Вспомнилась тощая техничка по имени Тара-Мэй, которую «Копы влипли» прислали, чтобы «набрать метраж» бедолаги Райделла, а тот всего-то и хотел, что сняться в одном из их дурацких эпизодов. Нет, одернула она себя, неправда; чего Райделл действительно хотел, так это быть копом, поэтому и пошел в полицейские еще в Теннесси. Но карьера не задалась, и эпизод с его участием тоже не вышел, не говоря уже о мини-сериале, который хотели запустить. А все из-за того, наверно, что, отсмотрев материал Тары-Мэй, «Копы влипли» решили, будто Райделл выглядит на экране несколько грузноватым. Ну какой же он толстый, сплошные мышцы и ноги длинные, но вот на экране выглядел совсем по-другому. И от этого у него чуток поехала крыша, от этого и еще от вечной трескотни Тары-Мэй, что, мол, Шеветте стоит пойти на курсы речи и актерского мастерства, освоить все эти чертовы боевые искусства и бросить баловаться наркотиками. Шеветта сказала, что не балуется никакими наркотиками, Тара-Мэй заявила, что, если нечего бросать, это затруднит налаживание нужных связей, есть ведь всевозможные группы поддержки, а это лучший способ встретить людей, которые помогут твоей карьере.
Но Шеветте не нужна была карьера, по крайней мере та, на которую намекала Тара-Мэй, а Тара-Мэй оказалась попросту неспособна понять.

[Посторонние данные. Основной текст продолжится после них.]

// Copyright (c) 2023 Huawei Device Co., Ltd.
// Licensed under the Apache License, Version 2.0 (the "License");
// you may not use this file except in compliance with the License.
// You may obtain a copy of the License at
//
//     http://www.apache.org/licenses/LICENSE-2.0
//
// Unless required by applicable law or agreed to in writing, software
// distributed under the License is distributed on an "AS IS" BASIS,
// WITHOUT WARRANTIES OR CONDITIONS OF ANY KIND, either express or implied.
// See the License for the specific language governing permissions and
// limitations under the License.

use proptest::prelude::*;
use ylong_hpack::integer::{integer_decode, integer_encode};
use ylong_hpack::table::STATIC_TABLE_LEN;
use ylong_hpack::HeaderTable;

#[derive(Debug, Clone)]
enum TableOp {
    Add(Vec<u8>, Vec<u8>),
    Resize(usize),
}

fn table_op() -> impl Strategy<Value = TableOp> {
    prop_oneof![
        4 => (
            proptest::collection::vec(any::<u8>(), 0..24),
            proptest::collection::vec(any::<u8>(), 0..64),
        )
            .prop_map(|(name, value)| TableOp::Add(name, value)),
        1 => (0usize..512).prop_map(TableOp::Resize),
    ]
}

proptest! {
    /// Integers survive an encode and decode cycle for every prefix width.
    #[test]
    fn sdv_integer_prop_round_trip(value in any::<usize>(), prefix_bits in 1u8..=9) {
        let mut dst = Vec::new();
        integer_encode(value, prefix_bits, &mut dst).unwrap();
        prop_assert_eq!(integer_decode(&dst, prefix_bits).unwrap(), (value, dst.len()));
    }

    /// The dynamic table never exceeds its budget and its accounted size
    /// matches the entries it holds.
    #[test]
    fn sdv_header_table_prop_budget(ops in proptest::collection::vec(table_op(), 0..64)) {
        let mut table = HeaderTable::with_max_size(256);
        for op in ops {
            match op {
                TableOp::Add(name, value) => table.add(name, value),
                TableOp::Resize(size) => table.set_max_size(size),
            }
            prop_assert!(table.current_size() <= table.max_size());

            let mut size = 0;
            for n in 0..table.dynamic_len() {
                let header = table.get_by_index(STATIC_TABLE_LEN + 1 + n).unwrap();
                size += header.size();
            }
            prop_assert_eq!(size, table.current_size());
            prop_assert!(table.get_by_index(STATIC_TABLE_LEN + 1 + table.dynamic_len()).is_err());
        }
    }

    /// The newest entry is always found at the first dynamic index.
    #[test]
    fn sdv_header_table_prop_newest_first(
        name in proptest::collection::vec(b'a'..=b'z', 1..16),
        value in proptest::collection::vec(any::<u8>(), 0..32),
    ) {
        let mut table = HeaderTable::new();
        table.add("x-previous", "entry");
        table.add(name.clone(), value.clone());
        let header = table.get_by_index(STATIC_TABLE_LEN + 1).unwrap();
        prop_assert_eq!(header.name(), &name[..]);
        prop_assert_eq!(header.value(), Some(&value[..]));
    }
}

#[cfg(feature = "huffman")]
mod huffman {
    use proptest::prelude::*;
    use ylong_hpack::huffman::{huffman_decode, huffman_encode, huffman_encoded_len};

    proptest! {
        /// Arbitrary octet strings survive a Huffman round trip, and the
        /// predicted length matches the encoder output.
        #[test]
        fn sdv_huffman_prop_round_trip(src in proptest::collection::vec(any::<u8>(), 0..256)) {
            let mut encoded = Vec::new();
            huffman_encode(&src, &mut encoded);
            prop_assert_eq!(encoded.len(), huffman_encoded_len(&src));

            let mut decoded = Vec::new();
            huffman_decode(&encoded, &mut decoded).unwrap();
            prop_assert_eq!(decoded, src);
        }
    }
}
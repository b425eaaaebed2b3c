// Copyright (c) 2018 The supervisord maintainers and/or applicable contributors
//
// Licensed under the Apache License, Version 2.0 (the "License");
// you may not use this file except in compliance with the License.
// You may obtain a copy of the License at
//
//     http://www.apache.org/licenses/LICENSE-2.0
//
// Unless required by applicable law or agreed to in writing, software
// distributed under the License is distributed on an "AS IS" BASIS,
// WITHOUT WARRANTIES OR CONDITIONS OF ANY KIND, either express or implied.
// See the License for the specific language governing permissions and
// limitations under the License.

//! The per-program state machine.
//!
//! A `Process` owns at most one OS child at a time. A worker thread drives
//! the spawn/monitor/retry loop; `Start` and `Stop` mutate shared state
//! under the process mutex and wake waiters through the condvar. State
//! transitions are totally ordered under the mutex, and the pid/state
//! coupling is only ever changed with the mutex held.

mod pdeathsig;

use std::fmt;
use std::io::Read;
use std::os::unix::process::{CommandExt, ExitStatusExt};
use std::process::{Child, Command, ExitStatus, Stdio};
use std::sync::mpsc::{Receiver, RecvTimeoutError};
use std::sync::{Arc, Condvar, Mutex, MutexGuard};
use std::thread;
use std::time::{Duration, Instant, SystemTime, UNIX_EPOCH};

use crate::config::Entry;
use crate::error::{Error, Result};
use crate::events::{self, Event};
use crate::logger::{self, Logger, SharedLogger};
use crate::manager::reaper;
use crate::sys::process::{signal, Pid, Signal};
// Copyright (c) 2018 The supervisord maintainers and/or applicable contributors
//
// Licensed under the Apache License, Version 2.0 (the "License");
// you may not use this file except in compliance with the License.
// You may obtain a copy of the License at
//
//     http://www.apache.org/licenses/LICENSE-2.0
//
// Unless required by applicable law or agreed to in writing, software
// distributed under the License is distributed on an "AS IS" BASIS,
// WITHOUT WARRANTIES OR CONDITIONS OF ANY KIND, either express or implied.
// See the License for the specific language governing permissions and
// limitations under the License.

use std::process::Command;

/// Arrange for the child to die with the supervisor. Linux has a parent
/// death signal; elsewhere the process-group kill on shutdown is the only
/// net under the orphan.
#[cfg(target_os = "linux")]
pub fn set_death_signal(cmd: &mut Command) {
    use std::os::unix::process::CommandExt;
    unsafe {
        cmd.pre_exec(|| {
            libc::prctl(libc::PR_SET_PDEATHSIG, libc::SIGKILL);
            Ok(())
        });
    }
}

#[cfg(all(unix, not(target_os = "linux")))]
pub fn set_death_signal(_cmd: &mut Command) {}
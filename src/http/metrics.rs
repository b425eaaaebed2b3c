// Copyright (c) 2018 The supervisord maintainers and/or applicable contributors
//
// Licensed under the Apache License, Version 2.0 (the "License");
// you may not use this file except in compliance with the License.
// You may obtain a copy of the License at
//
//     http://www.apache.org/licenses/LICENSE-2.0
//
// Unless required by applicable law or agreed to in writing, software
// distributed under the License is distributed on an "AS IS" BASIS,
// WITHOUT WARRANTIES OR CONDITIONS OF ANY KIND, either express or implied.
// See the License for the specific language governing permissions and
// limitations under the License.

//! Prometheus view over the process manager. The collector walks the live
//! process table at scrape time, so gauges never go stale.

use std::sync::Arc;
use std::time::{SystemTime, UNIX_EPOCH};

use prometheus::core::{Collector, Desc};
use prometheus::proto::MetricFamily;
use prometheus::{IntGaugeVec, Opts, Registry};

use crate::manager::Manager;
use crate::supervisor::Supervisor;

pub struct ProcCollector {
    manager: Arc<Manager>,
    state: IntGaugeVec,
    pid: IntGaugeVec,
    uptime: IntGaugeVec,
    exit_status: IntGaugeVec,
}

const LABELS: &[&str] = &["name", "group"];

impl ProcCollector {
    pub fn new(manager: Arc<Manager>) -> prometheus::Result<ProcCollector> {
        Ok(ProcCollector {
            manager,
            state: IntGaugeVec::new(
                Opts::new("supervisord_process_state", "Process state code"),
                LABELS,
            )?,
            pid: IntGaugeVec::new(
                Opts::new("supervisord_process_pid", "Pid of the child, 0 when down"),
                LABELS,
            )?,
            uptime: IntGaugeVec::new(
                Opts::new(
                    "supervisord_process_uptime_seconds",
                    "Seconds since the child was started",
                ),
                LABELS,
            )?,
            exit_status: IntGaugeVec::new(
                Opts::new(
                    "supervisord_process_exit_status",
                    "Exit status of the last completed run",
                ),
                LABELS,
            )?,
        })
    }
}

impl Collector for ProcCollector {
    fn desc(&self) -> Vec<&Desc> {
        self.state
            .desc()
            .into_iter()
            .chain(self.pid.desc())
            .chain(self.uptime.desc())
            .chain(self.exit_status.desc())
            .collect()
    }

    fn collect(&self) -> Vec<MetricFamily> {
        self.state.reset();
        self.pid.reset();
        self.uptime.reset();
        self.exit_status.reset();

        let now = SystemTime::now()
            .duration_since(UNIX_EPOCH)
            .map(|d| d.as_secs() as i64)
            .unwrap_or(0);
        self.manager.for_each_process(|proc| {
            let labels = [proc.get_name(), proc.get_group()];
            let state = proc.get_state();
            self.state
                .with_label_values(&labels)
                .set(i64::from(state.code()));
            self.pid
                .with_label_values(&labels)
                .set(i64::from(proc.get_pid()));
            let start = proc.get_start_time();
            let uptime = if proc.get_pid() != 0 && start > 0 {
                (now - start).max(0)
            } else {
                0
            };
            self.uptime.with_label_values(&labels).set(uptime);
            self.exit_status
                .with_label_values(&labels)
                .set(i64::from(proc.get_exit_status()));
        });

        let mut families = self.state.collect();
        families.extend(self.pid.collect());
        families.extend(self.uptime.collect());
        families.extend(self.exit_status.collect());
        families
    }
}

/// A registry with the process collector already mounted.
pub fn process_registry(supervisor: &Arc<Supervisor>) -> Registry {
    let registry = Registry::new();
    match ProcCollector::new(supervisor.proc_mgr.clone()) {
        Ok(collector) => {
            if let Err(err) = registry.register(Box::new(collector)) {
                error!("unable to register process metrics: {}", err);
            }
        }
        Err(err) => error!("unable to build process metrics: {}", err),
    }
    registry
}

#[cfg(test)]
mod tests {
    use std::io::Write;

    use prometheus::{Encoder, TextEncoder};

    use super::*;
    use crate::config::Config;

    #[test]
    fn collector_exports_per_process_gauges() {
        let dir = tempfile::tempdir().unwrap();
        let path = dir.path().join("m.conf");
        let mut f = std::fs::File::create(&path).unwrap();
        f.write_all(b"[program:metric]\ncommand = /bin/true\nautostart = false\n")
            .unwrap();
        let mut config = Config::new(&path);
        config.load().unwrap();

        let manager = Arc::new(Manager::new());
        for entry in config.get_programs() {
            manager.create_process("supervisor", entry);
        }
        let registry = Registry::new();
        registry
            .register(Box::new(ProcCollector::new(manager).unwrap()))
            .unwrap();

        let mut buf = Vec::new();
        TextEncoder::new()
            .encode(&registry.gather(), &mut buf)
            .unwrap();
        let text = String::from_utf8(buf).unwrap();
        assert!(text.contains("supervisord_process_state"));
        assert!(text.contains("name=\"metric\""));
    }
}
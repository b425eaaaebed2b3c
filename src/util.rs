// Copyright (c) 2018 The supervisord maintainers and/or applicable contributors
//
// Licensed under the Apache License, Version 2.0 (the "License");
// you may not use this file except in compliance with the License.
// You may obtain a copy of the License at
//
//     http://www.apache.org/licenses/LICENSE-2.0
//
// Unless required by applicable law or agreed to in writing, software
// distributed under the License is distributed on an "AS IS" BASIS,
// WITHOUT WARRANTIES OR CONDITIONS OF ANY KIND, either express or implied.
// See the License for the specific language governing permissions and
// limitations under the License.

/// Elements of `left` that do not appear in `right`, preserving order.
pub fn sub(left: &[String], right: &[String]) -> Vec<String> {
    left.iter()
        .filter(|s| !right.contains(s))
        .cloned()
        .collect()
}

/// True if both slices hold the same elements, ignoring order.
pub fn is_same_string_set(left: &[String], right: &[String]) -> bool {
    if left.len() != right.len() {
        return false;
    }
    left.iter().all(|s| right.contains(s))
}

#[cfg(test)]
mod tests {
    use super::*;

    fn strings(v: &[&str]) -> Vec<String> {
        v.iter().map(|s| s.to_string()).collect()
    }

    #[test]
    fn sub_keeps_only_left_elements() {
        let left = strings(&["a", "b", "c"]);
        let right = strings(&["b"]);
        assert_eq!(sub(&left, &right), strings(&["a", "c"]));
        assert!(sub(&right, &left).is_empty());
    }

    #[test]
    fn same_string_set_ignores_order() {
        assert!(is_same_string_set(
            &strings(&["p1", "p2"]),
            &strings(&["p2", "p1"])
        ));
        assert!(!is_same_string_set(&strings(&["p1"]), &strings(&["p2"])));
        assert!(!is_same_string_set(&strings(&["p1"]), &strings(&[])));
    }
}
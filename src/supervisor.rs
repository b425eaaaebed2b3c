// Copyright (c) 2018 The supervisord maintainers and/or applicable contributors
//
// Licensed under the Apache License, Version 2.0 (the "License");
// you may not use this file except in compliance with the License.
// You may obtain a copy of the License at
//
//     http://www.apache.org/licenses/LICENSE-2.0
//
// Unless required by applicable law or agreed to in writing, software
// distributed under the License is distributed on an "AS IS" BASIS,
// WITHOUT WARRANTIES OR CONDITIONS OF ANY KIND, either express or implied.
// See the License for the specific language governing permissions and
// limitations under the License.

//! The reload coordinator. Ties the config model, the process manager and
//! the HTTP surface together and owns the supervisor-wide lock.

use std::path::Path;
use std::process;
use std::sync::{Arc, Mutex, MutexGuard, Weak};
use std::thread;
use std::time::Duration;

use crate::config::Config;
use crate::error::{Error, Result};
use crate::events;
use crate::http::HttpServers;
use crate::logger;
use crate::manager::Manager;
use crate::process::State;
use crate::sys::signals::{self, SignalEvent};
use crate::types::{self, ProcessInfo};
use crate::util;

pub struct Supervisor {
    config: Mutex<Config>,
    pub proc_mgr: Arc<Manager>,
    http: HttpServers,
    /// Coarse lock serializing reloads.
    reload_lock: Mutex<()>,
    /// Back-handle to ourselves for the HTTP handlers; weak so the cycle
    /// cannot keep the supervisor alive.
    me: Weak<Supervisor>,
}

На самом деле в Голливуде была масса народа вроде Тары-Мэй, если не большинство; у каждого, помимо того чем они в настоящее время зарабатывали на жизнь, было еще какое-то другое, «настоящее» занятие. Водители писали романы, бармены играли в театре; массажистка, к которой ходила Шеветта, «на самом деле» была дублершей какой-то актрисы, о которой Шеветта до этого слыхом не слыхивала, вот только той массажистке так и не позвонили, впрочем, у них был ее номер, но Шеветте стало казаться, что все их номера, все до единого, прибрала к рукам судьба и никто на самом деле не выигрывал, но не хотел даже слышать об этом и продолжал балаболить, если ты покупался на их треп, о своей «настоящей работе».